The influence of naturalistic experience on plasticity markers in somatosensory cortex and hippocampus: Effects of whisker use

Abstract

We have previously demonstrated that exposure of adult rat to a type of enriched environment, known as ‘naturalistic habitat’ (NH), induces extensive functional plasticity in the whiskers’ representations within the primary somatosensory cortex. Here we have investigated the molecular basis for such functional plasticity involved in this model.
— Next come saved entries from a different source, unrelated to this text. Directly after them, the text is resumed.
// Fixed-width integer/byte encoding shared by the wire protocol and the
// transaction/block codecs.

use thiserror::Error;

pub const INT_LEN: usize = 4;
pub const ADDR_LEN: usize = 64;
pub const SIGN_LEN: usize = 64;
pub const HASH_LEN: usize = 32;
pub const MSGTYPE_LEN: usize = 12;

#[derive(Debug, Error, PartialEq, Eq)]
pub enum CodecError {
    #[error("input too short: need at least {need} bytes, have {have}")]
    TooShort { need: usize, have: usize },
    #[error("address string must be {expected} hex characters")]
    BadAddressString { expected: usize },
    #[error("invalid hex encoding")]
    BadHex,
}

/// Encodes a u32 as 4 big-endian bytes.
pub fn int_to_bytes(v: u32) -> [u8; INT_LEN] {
    v.to_be_bytes()
}

/// Decodes 4 big-endian bytes into a u32.
pub fn bytes_to_int(b: &[u8]) -> Result<u32, CodecError> {
    if b.len() < INT_LEN {
        return Err(CodecError::TooShort { need: INT_LEN, have: b.len() });
    }
    let mut arr = [0u8; INT_LEN];
    arr.copy_from_slice(&b[..INT_LEN]);
    Ok(u32::from_be_bytes(arr))
}

/// Hex-encodes a 64-byte address (lowercase).
pub fn addr_to_string(addr: &[u8; ADDR_LEN]) -> String {
    hex::encode(addr)
}

/// Parses a 128-character hex address string into 64 raw bytes.
pub fn addr_from_string(s: &str) -> Result<[u8; ADDR_LEN], CodecError> {
    if s.len() != ADDR_LEN * 2 {
        return Err(CodecError::BadAddressString { expected: ADDR_LEN * 2 });
    }
    let bytes = hex::decode(s).map_err(|_| CodecError::BadHex)?;
    let mut out = [0u8; ADDR_LEN];
    out.copy_from_slice(&bytes);
    Ok(out)
}

#[cfg(test)]
mod tests {
    use super::*;

    #[test]
    fn test_int_roundtrip() {
        let v = 305_419_896u32;
        let b = int_to_bytes(v);
        assert_eq!(bytes_to_int(&b).unwrap(), v);
    }

    #[test]
    fn test_int_is_big_endian() {
        assert_eq!(int_to_bytes(1), [0, 0, 0, 1]);
    }

    #[test]
    fn test_bytes_to_int_rejects_short_input() {
        assert_eq!(bytes_to_int(&[0, 0]), Err(CodecError::TooShort { need: 4, have: 2 }));
    }

    #[test]
    fn test_addr_string_roundtrip() {
        let addr = [0x42u8; ADDR_LEN];
        let s = addr_to_string(&addr);
        assert_eq!(s.len(), ADDR_LEN * 2);
        assert_eq!(addr_from_string(&s).unwrap(), addr);
    }

    #[test]
    fn test_addr_from_string_rejects_wrong_length() {
        assert!(addr_from_string("abcd").is_err());
    }
}
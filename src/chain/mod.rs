// Blockchain engine: validation, balance accounting, chain selection,
// mempool, and mining.

pub mod balances;
pub mod engine;
pub mod mempool;

pub use engine::{CommittedBlock, Engine};
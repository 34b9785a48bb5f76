// Outbound RPC client used by `rillchain-cli`.

use std::net::{TcpStream, ToSocketAddrs};
use std::time::Duration;

use crate::codec::{self, ADDR_LEN};
use crate::config;
use crate::net::protocol::{msg, FramedStream};
use crate::primitives::transaction::Transaction;

pub struct RpcClient {
    stream: FramedStream,
}

impl RpcClient {
    pub fn connect(host: &str, port: u16) -> std::io::Result<Self> {
        let addr = (host, port)
            .to_socket_addrs()?
            .next()
            .ok_or_else(|| std::io::Error::new(std::io::ErrorKind::AddrNotAvailable, "no address"))?;
        let stream = TcpStream::connect_timeout(&addr, Duration::from_millis(config::CONNECT_TIMEOUT_MS))?;
        Ok(RpcClient { stream: FramedStream::new(stream) })
    }

    pub fn version(&mut self) -> std::io::Result<Option<u32>> {
        self.stream.send(msg::VERSION, b"")?;
        let (msg_type, payload) = self.stream.recv()?;
        Ok(if msg_type == msg::VERSION { codec::bytes_to_int(&payload).ok() } else { None })
    }

    pub fn add_tx(&mut self, tx: &Transaction) -> std::io::Result<bool> {
        let Some(encoded) = tx.encode() else { return Ok(false) };
        self.stream.send(msg::ADD_TX, &encoded)?;
        let (msg_type, _) = self.stream.recv()?;
        Ok(msg_type == msg::TX_OK)
    }

    pub fn get_balance(&mut self, addr: &[u8; ADDR_LEN]) -> std::io::Result<Option<u32>> {
        self.stream.send(msg::GET_BALANCE, addr)?;
        let (msg_type, payload) = self.stream.recv()?;
        if msg_type == msg::BALANCE {
            Ok(codec::bytes_to_int(&payload).ok())
        } else {
            Ok(None)
        }
    }
}
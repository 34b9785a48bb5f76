// Block: a parent-linked container of transactions.

use super::transaction::Transaction;
use crate::codec::{self, CodecError, ADDR_LEN, HASH_LEN, INT_LEN, SIGN_LEN};
use crate::crypto::ecdsa::{self, PublicKey, SecretKey, Signature};
use crate::crypto::hash::hash_sha256;

#[derive(Debug, Clone)]
pub struct Block {
    pub parent_hash: Option<[u8; HASH_LEN]>,
    pub nonce: u32,
    pub timestamp: u32,
    pub miner: [u8; ADDR_LEN],
    pub signature: Option<Signature>,
    pub transactions: Vec<Transaction>,
}

impl Block {
    pub fn new(
        parent_hash: Option<[u8; HASH_LEN]>,
        timestamp: u32,
        miner: [u8; ADDR_LEN],
        transactions: Vec<Transaction>,
    ) -> Self {
        Block { parent_hash, nonce: 0, timestamp, miner, signature: None, transactions }
    }

    /// block_hash = SHA-256(parent || tx_count || timestamp(8B) || nonce || tx_hash_1 || … || tx_hash_n).
    pub fn hash(&self) -> [u8; 32] {
        let mut buf = Vec::new();
        buf.extend_from_slice(&self.parent_hash.unwrap_or([0u8; HASH_LEN]));
        buf.extend_from_slice(&codec::int_to_bytes(self.transactions.len() as u32));
        buf.extend_from_slice(&(self.timestamp as u64).to_be_bytes());
        buf.extend_from_slice(&codec::int_to_bytes(self.nonce));
        for tx in &self.transactions {
            buf.extend_from_slice(&tx.hash());
        }
        hash_sha256(&buf)
    }

    pub fn sign(&mut self, priv_key: &SecretKey) {
        let hash = self.hash();
        self.signature = ecdsa::sign(&hash, priv_key);
    }

    pub fn validate_signature(&self) -> bool {
        let sig = match &self.signature {
            Some(s) => s,
            None => return false,
        };
        let miner_pk = PublicKey(self.miner);
        ecdsa::verify(&self.hash(), sig, &miner_pk)
    }

    /// True iff the hex representation of the block hash starts with
    /// `difficulty` ASCII zeros.
    pub fn satisfies_pow(&self, difficulty: usize) -> bool {
        let hex_hash = crate::crypto::hash::to_hex(&self.hash());
        hex_hash.len() >= difficulty && hex_hash.as_bytes()[..difficulty].iter().all(|&b| b == b'0')
    }

    /// parent (all-zero if null) || nonce || timestamp || miner || signature
    /// || tx_count || each encoded tx.
    pub fn encode(&self) -> Option<Vec<u8>> {
        let sig = self.signature.as_ref()?;
        let mut buf = Vec::new();
        buf.extend_from_slice(&self.parent_hash.unwrap_or([0u8; HASH_LEN]));
        buf.extend_from_slice(&codec::int_to_bytes(self.nonce));
        buf.extend_from_slice(&codec::int_to_bytes(self.timestamp));
        buf.extend_from_slice(&self.miner);
        buf.extend_from_slice(&sig.0);
        buf.extend_from_slice(&codec::int_to_bytes(self.transactions.len() as u32));
        for tx in &self.transactions {
            let encoded = tx.encode()?;
            buf.extend_from_slice(&encoded);
        }
        Some(buf)
    }

    /// Returns `(block, byte_size)`, or `None` if the input is too short or
    /// the decoded block's signature fails to verify.
    pub fn decode(bytes: &[u8]) -> Result<(Block, usize), CodecError> {
        let header_len = HASH_LEN + INT_LEN + INT_LEN + ADDR_LEN + SIGN_LEN + INT_LEN;
        if bytes.len() < header_len {
            return Err(CodecError::TooShort { need: header_len, have: bytes.len() });
        }
        let mut off = 0;
        let mut parent_raw = [0u8; HASH_LEN];
        parent_raw.copy_from_slice(&bytes[off..off + HASH_LEN]);
        off += HASH_LEN;
        let parent_hash = if parent_raw == [0u8; HASH_LEN] { None } else { Some(parent_raw) };

        let nonce = codec::bytes_to_int(&bytes[off..off + INT_LEN])?;
        off += INT_LEN;
        let timestamp = codec::bytes_to_int(&bytes[off..off + INT_LEN])?;
        off += INT_LEN;
        let mut miner = [0u8; ADDR_LEN];
        miner.copy_from_slice(&bytes[off..off + ADDR_LEN]);
        off += ADDR_LEN;
        let mut sig = [0u8; SIGN_LEN];
        sig.copy_from_slice(&bytes[off..off + SIGN_LEN]);
        off += SIGN_LEN;
        let tx_count = codec::bytes_to_int(&bytes[off..off + INT_LEN])? as usize;
        off += INT_LEN;

        let mut transactions = Vec::with_capacity(tx_count);
        for _ in 0..tx_count {
            let tx = Transaction::decode(&bytes[off..])?;
            off += super::transaction::ENCODED_LEN;
            transactions.push(tx);
        }

        let block = Block {
            parent_hash,
            nonce,
            timestamp,
            miner,
            signature: Some(Signature(sig)),
            transactions,
        };

        if !block.validate_signature() {
            return Err(CodecError::BadHex);
        }

        Ok((block, off))
    }
}

impl PartialEq for Block {
    fn eq(&self, other: &Self) -> bool {
        self.hash() == other.hash()
    }
}
impl Eq for Block {}
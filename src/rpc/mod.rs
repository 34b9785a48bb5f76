// RPC surface: a second TCP listener reusing the peer wire framing.

pub mod client;
pub mod server;

pub use client::RpcClient;
pub use server::RpcServer;
// Outbound half of a peer link — one-shot request/response methods over a
// persistent `FramedStream`.

use std::net::{TcpStream, ToSocketAddrs};
use std::time::Duration;

use crate::codec::{self, HASH_LEN};
use crate::config;
use crate::net::protocol::{msg, FramedStream};
use crate::primitives::block::Block;
use crate::primitives::transaction::{Transaction, ENCODED_LEN as TX_ENCODED_LEN};

pub struct PeerClient {
    pub host: String,
    pub port: u16,
    pub failed_attempts: u32,
    stream: Option<FramedStream>,
}

impl PeerClient {
    pub fn new(host: impl Into<String>, port: u16) -> Self {
        PeerClient { host: host.into(), port, failed_attempts: 0, stream: None }
    }

    pub fn is_connected(&self) -> bool {
        self.stream.is_some()
    }

    /// Opens a TCP connection with a 500 ms connect timeout. Bumps
    /// `failed_attempts` on any connect error.
    pub fn connect(&mut self) -> bool {
        match self.try_connect() {
            Ok(stream) => {
                self.stream = Some(FramedStream::new(stream));
                self.failed_attempts = 0;
                true
            }
            Err(_) => {
                self.failed_attempts += 1;
                false
            }
        }
    }

    fn try_connect(&self) -> std::io::Result<TcpStream> {
        let addr = (self.host.as_str(), self.port)
            .to_socket_addrs()?
            .next()
            .ok_or_else(|| std::io::Error::new(std::io::ErrorKind::AddrNotAvailable, "no address"))?;
        TcpStream::connect_timeout(&addr, Duration::from_millis(config::CONNECT_TIMEOUT_MS))
    }

    pub fn close(&mut self, our_advertised: &str) {
        if let Some(stream) = self.stream.as_mut() {
            let _ = stream.send(msg::CLOSE, our_advertised.as_bytes());
        }
        self.stream = None;
    }

    /// Sends our version integer; returns the peer's version iff it replies `VersionOK`.
    pub fn version(&mut self, our_version: u32) -> Option<u32> {
        let stream = self.stream.as_mut()?;
        stream.send(msg::VERSION, &codec::int_to_bytes(our_version)).ok()?;
        let (msg_type, payload) = stream.recv().ok()?;
        if msg_type == msg::VERSION_OK {
            codec::bytes_to_int(&payload).ok()
        } else {
            None
        }
    }

    /// Sends `our_advertised` (`host:port`, or empty if we don't host a
    /// server); returns the peer's known addresses.
    pub fn get_addrs(&mut self, our_advertised: &str) -> Option<Vec<(String, u16)>> {
        let stream = self.stream.as_mut()?;
        stream.send(msg::GET_ADDRS, our_advertised.as_bytes()).ok()?;
        let (msg_type, payload) = stream.recv().ok()?;
        if msg_type != msg::ADDRS {
            return None;
        }
        Some(parse_addr_list(&payload))
    }

    /// Returns the peer's mempool as a list of (structurally decoded, not
    /// re-validated) transactions.
    pub fn get_mempool(&mut self) -> Option<Vec<Transaction>> {
        let stream = self.stream.as_mut()?;
        stream.send(msg::GET_MEMPOOL, b"").ok()?;
        let (msg_type, payload) = stream.recv().ok()?;
        if msg_type != msg::MEMPOOL {
            return None;
        }
        let count = codec::bytes_to_int(payload.get(..4)?).ok()? as usize;
        let mut out = Vec::with_capacity(count);
        let mut off = 4;
        for _ in 0..count {
            let tx = Transaction::decode(payload.get(off..)?).ok()?;
            off += TX_ENCODED_LEN;
            out.push(tx);
        }
        Some(out)
    }

    /// One-way send of an encoded block; no response is expected.
    pub fn add_block(&mut self, block: &Block) -> bool {
        let Some(stream) = self.stream.as_mut() else { return false };
        let Some(encoded) = block.encode() else { return false };
        stream.send(msg::ADD_BLOCK, &encoded).is_ok()
    }

    /// Sends our height; returns `(peer_height, hashes)` in chain order
    /// head-first, or `(0, None)` if the peer isn't ahead or the reply is
    /// malformed.
    pub fn sync_blocks(&mut self, our_height: u32) -> (u32, Option<Vec<[u8; HASH_LEN]>>) {
        let Some(stream) = self.stream.as_mut() else { return (0, None) };
        if stream.send(msg::SYNC_BLOCKS, &codec::int_to_bytes(our_height)).is_err() {
            return (0, None);
        }
        let Ok((msg_type, payload)) = stream.recv() else { return (0, None) };
        if msg_type != msg::HASHES {
            return (0, None);
        }
        let Some(peer_height) = payload.get(..4).and_then(|b| codec::bytes_to_int(b).ok()) else {
            return (0, None);
        };
        if peer_height <= our_height {
            return (0, None);
        }
        let Some(num_hashes) = payload.get(4..8).and_then(|b| codec::bytes_to_int(b).ok()) else {
            return (0, None);
        };
        let mut hashes = Vec::with_capacity(num_hashes as usize);
        let mut off = 8;
        for _ in 0..num_hashes {
            let Some(slice) = payload.get(off..off + HASH_LEN) else { return (0, None) };
            let mut h = [0u8; HASH_LEN];
            h.copy_from_slice(slice);
            hashes.push(h);
            off += HASH_LEN;
        }
        (peer_height, Some(hashes))
    }

    /// Requests the blocks for `hashes`; the peer replies with a count
    /// followed by consecutive variable-length encoded blocks.
    pub fn get_blocks(&mut self, hashes: &[[u8; HASH_LEN]]) -> Option<Vec<Block>> {
        let stream = self.stream.as_mut()?;
        let mut payload = Vec::with_capacity(4 + hashes.len() * HASH_LEN);
        payload.extend_from_slice(&codec::int_to_bytes(hashes.len() as u32));
        for h in hashes {
            payload.extend_from_slice(h);
        }
        stream.send(msg::GET_BLOCKS, &payload).ok()?;
        let (msg_type, body) = stream.recv().ok()?;
        if msg_type != msg::BLOCKS {
            return None;
        }
        let num_blocks = codec::bytes_to_int(body.get(..4)?).ok()? as usize;
        let mut out = Vec::with_capacity(num_blocks);
        let mut off = 4;
        for _ in 0..num_blocks {
            let (block, consumed) = Block::decode(body.get(off..)?).ok()?;
            off += consumed;
            out.push(block);
        }
        Some(out)
    }
}

pub fn parse_addr_list(payload: &[u8]) -> Vec<(String, u16)> {
    if payload.is_empty() {
        return Vec::new();
    }
    String::from_utf8_lossy(payload)
        .split(';')
        .filter_map(|entry| {
            let (host, port) = entry.rsplit_once(':')?;
            Some((host.to_string(), port.parse().ok()?))
        })
        .collect()
}

pub fn encode_addr_list(addrs: &[(String, u16)]) -> Vec<u8> {
    addrs
        .iter()
        .map(|(h, p)| format!("{h}:{p}"))
        .collect::<Vec<_>>()
        .join(";")
        .into_bytes()
}

#[cfg(test)]
mod tests {
    use super::*;

    #[test]
    fn test_parse_addr_list_empty() {
        assert!(parse_addr_list(b"").is_empty());
    }

    #[test]
    fn test_parse_addr_list_roundtrips_with_encode() {
        let addrs = vec![("10.0.0.1".to_string(), 5001), ("example.org".to_string(), 5002)];
        let encoded = encode_addr_list(&addrs);
        assert_eq!(parse_addr_list(&encoded), addrs);
    }

    #[test]
    fn test_connect_to_unreachable_port_bumps_failed_attempts() {
        let mut client = PeerClient::new("127.0.0.1", 1);
        assert!(!client.connect());
        assert_eq!(client.failed_attempts, 1);
    }
}
// Node coordinator: the shared, node-scoped handle that peer clients,
// the peer server, and the RPC server all hold a reference to.

pub mod coordinator;

use std::collections::HashMap;
use std::sync::atomic::{AtomicBool, Ordering};
use std::sync::{Arc, Mutex};

use rand::Rng;

use crate::chain::Engine;
use crate::codec::HASH_LEN;
use crate::config;
use crate::log;
use crate::net::client::PeerClient;
use crate::primitives::block::Block;

/// Shared node state: the blockchain engine, the live peer set, and the
/// orphan-block buffer (see DESIGN.md for the buffering policy rationale).
pub struct Node {
    pub engine: Arc<Engine>,
    pub version: u32,
    hostname: String,
    listen_port: Mutex<Option<u16>>,
    peers: Mutex<Vec<PeerClient>>,
    orphans: Mutex<HashMap<[u8; HASH_LEN], Vec<Block>>>,
    running: AtomicBool,
}

impl Node {
    pub fn new(engine: Arc<Engine>, hostname: impl Into<String>) -> Self {
        Node {
            engine,
            version: config::VERSION,
            hostname: hostname.into(),
            listen_port: Mutex::new(None),
            peers: Mutex::new(Vec::new()),
            orphans: Mutex::new(HashMap::new()),
            running: AtomicBool::new(true),
        }
    }

    pub fn set_listen_port(&self, port: u16) {
        *self.listen_port.lock().unwrap() = Some(port);
    }

    pub fn listen_port(&self) -> Option<u16> {
        *self.listen_port.lock().unwrap()
    }

    /// `host:port` of our own listening server, or empty if we don't host one.
    pub fn advertised_addr(&self) -> String {
        match self.listen_port() {
            Some(port) => format!("{}:{port}", self.hostname),
            None => String::new(),
        }
    }

    pub fn is_running(&self) -> bool {
        self.running.load(Ordering::Relaxed)
    }

    pub fn request_stop(&self) {
        self.running.store(false, Ordering::Relaxed);
    }

    pub fn validate_version(&self, v: u32) -> bool {
        v == self.version
    }

    /// True iff `(host, port)` names this node's own listening server, so
    /// callers can avoid dialing themselves as a peer.
    pub fn is_me(&self, host: &str, port: u16) -> bool {
        match self.listen_port() {
            Some(my_port) => {
                port == my_port && matches!(host, h if h == self.hostname || h == "localhost" || h == "127.0.0.1")
            }
            None => false,
        }
    }

    pub fn peer_count(&self) -> usize {
        self.peers.lock().unwrap().len()
    }

    pub fn peer_addrs(&self) -> Vec<(String, u16)> {
        self.peers.lock().unwrap().iter().map(|p| (p.host.clone(), p.port)).collect()
    }

    fn has_peer(&self, host: &str, port: u16) -> bool {
        self.peers.lock().unwrap().iter().any(|p| p.host == host && p.port == port)
    }

    /// Idempotent, self-excluding: dials `host:port`, performs the version
    /// handshake, and keeps the connection only if both checks pass.
    pub fn add_peer(&self, host: String, port: u16) -> bool {
        if self.has_peer(&host, port) || self.is_me(&host, port) {
            return false;
        }
        let mut client = PeerClient::new(host.clone(), port);
        if !client.connect() {
            return false;
        }
        match client.version(self.version) {
            Some(peer_version) if self.validate_version(peer_version) => {
                self.peers.lock().unwrap().push(client);
                true
            }
            other => {
                if let Some(v) = other {
                    log::warn("p2p", &format!("invalid peer version: {v}"));
                }
                client.close(&self.advertised_addr());
                false
            }
        }
    }

    pub fn remove_peer(&self, host: &str, port: u16) {
        log::info("p2p", &format!("removing peer: {host}:{port}"));
        self.peers.lock().unwrap().retain(|p| !(p.host == host && p.port == port));
    }

    pub fn sanitize_peers(&self) {
        let mut peers = self.peers.lock().unwrap();
        peers.retain_mut(|peer| {
            if !peer.is_connected() && !peer.connect() && peer.failed_attempts > config::PEER_FAILURE_LIMIT {
                log::warn("p2p", &format!("dropping peer: {}:{}", peer.host, peer.port));
                return false;
            }
            true
        });
    }

    /// Runs `f` against a uniformly-random live peer, or does nothing if
    /// the peer set is empty.
    pub fn with_random_peer<F, R>(&self, f: F) -> Option<R>
    where
        F: FnOnce(&mut PeerClient) -> R,
    {
        let mut peers = self.peers.lock().unwrap();
        if peers.is_empty() {
            return None;
        }
        let idx = rand::thread_rng().gen_range(0..peers.len());
        Some(f(&mut peers[idx]))
    }

    /// Runs `f` against every currently-live peer.
    pub fn with_each_peer<F>(&self, mut f: F)
    where
        F: FnMut(&mut PeerClient),
    {
        let mut peers = self.peers.lock().unwrap();
        for peer in peers.iter_mut() {
            f(peer);
        }
    }

    pub fn broadcast_block(&self, block: &Block) {
        self.with_each_peer(|peer| {
            peer.add_block(block);
        });
    }

    /// Attempts to commit `block`. If its parent is unknown, parks it as an
    /// orphan instead of handing it to the engine (see DESIGN.md for the
    /// buffering policy). On success, flushes any orphans that were waiting
    /// on this block's hash.
    pub fn try_add_block(&self, block: Block) -> bool {
        if let Some(parent) = block.parent_hash {
            if !self.engine.has_block(&parent) && !self.engine.has_block(&block.hash()) {
                self.park_orphan(parent, block);
                return false;
            }
        }

        let hash = block.hash();
        let ok = self.engine.add_block(block);
        if ok {
            self.flush_orphans(hash);
        }
        ok
    }

    /// Applies each block in order, parking parent-missing blocks as
    /// orphans rather than dropping them.
    pub fn try_add_blocks(&self, blocks: Vec<Block>) {
        for block in blocks {
            self.try_add_block(block);
        }
    }

    fn park_orphan(&self, parent: [u8; HASH_LEN], block: Block) {
        self.orphans.lock().unwrap().entry(parent).or_default().push(block);
    }

    /// Recursively re-tries any blocks that were waiting on `parent_hash`.
    fn flush_orphans(&self, parent_hash: [u8; HASH_LEN]) {
        let waiting = self.orphans.lock().unwrap().remove(&parent_hash);
        if let Some(blocks) = waiting {
            for block in blocks {
                self.try_add_block(block);
            }
        }
    }
}

#[cfg(test)]
mod tests {
    use super::*;
    use crate::crypto::ecdsa;
    use crate::primitives::transaction::Transaction;

    fn signed_block(engine: &Engine, miner_pk: [u8; 64], miner_sk: &crate::crypto::ecdsa::SecretKey, parent: Option<[u8; 32]>) -> Block {
        let mut reward = Transaction::new(miner_pk, miner_pk, engine.reward, 0);
        reward.sign(miner_sk);
        let mut block = Block::new(parent, 1_700_000_000, miner_pk, vec![reward]);
        while !block.satisfies_pow(engine.difficulty) {
            block.nonce += 1;
        }
        block.sign(miner_sk);
        block
    }

    #[test]
    fn test_is_me_requires_matching_host_and_port() {
        let engine = Arc::new(Engine::new(1, 10));
        let node = Node::new(engine, "myhost");
        node.set_listen_port(5003);
        assert!(node.is_me("myhost", 5003));
        assert!(node.is_me("localhost", 5003));
        assert!(node.is_me("127.0.0.1", 5003));
        assert!(!node.is_me("myhost", 9999));
        assert!(!node.is_me("otherhost", 5003));
    }

    #[test]
    fn test_orphan_block_is_parked_then_flushed_on_parent_arrival() {
        let engine = Arc::new(Engine::new(1, 10));
        let node = Node::new(engine.clone(), "myhost");
        let (miner_pk, miner_sk) = ecdsa::generate_keypair();

        let genesis = signed_block(&engine, miner_pk.0, &miner_sk, None);
        let child = signed_block(&engine, miner_pk.0, &miner_sk, Some(genesis.hash()));

        // Child arrives first: parked as an orphan, not committed.
        assert!(!node.try_add_block(child.clone()));
        assert!(!engine.has_block(&child.hash()));

        // Genesis arrives: commits, then flushes the parked child.
        assert!(node.try_add_block(genesis.clone()));
        assert!(engine.has_block(&child.hash()));
        assert_eq!(engine.get_highest_block_hash(), Some(child.hash()));
    }

    #[test]
    fn test_try_add_block_duplicate_parent_known_is_not_orphaned() {
        let engine = Arc::new(Engine::new(1, 10));
        let node = Node::new(engine.clone(), "myhost");
        let (miner_pk, miner_sk) = ecdsa::generate_keypair();
        let genesis = signed_block(&engine, miner_pk.0, &miner_sk, None);
        assert!(node.try_add_block(genesis));
    }
}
Based on the role of BDNF on synaptic plasticity and neuronal growth, the focus of this study is on BDNF and its downstream effectors CREB, synapsin I, and GAP-43. In particular, we determined the effects of natural whisker use during 2, 7 or 28days exposure to a NH on barrel cortex and hippocampus, as compared to standard cage controls. Naturalistic whisker use resulted in increased levels of mRNAs and proteins for BDNF and its downstream effectors. Level changes for these markers were already detected after 2days in the naturalistic habitat and grew larger over longer exposures (7 and 28days). The cerebral cortex was found to be sensitive to the naturalistic habitat exposure at all time points, and more sensitive than the hippocampus to the trimming of the whiskers. Trimming of the whiskers decreased the level of most of the markers under study, suggesting that whiskers exert a tonic influence on plasticity markers that can be further enhanced by naturalistic use. These results implicate BDNF and its downstream effectors in the plasticity induced by the naturalistic habitat. The critical action of experience on molecular substrates of plasticity seems to provide molecular basis for the design of experienced-based rehabilitative strategies to enhance brain function.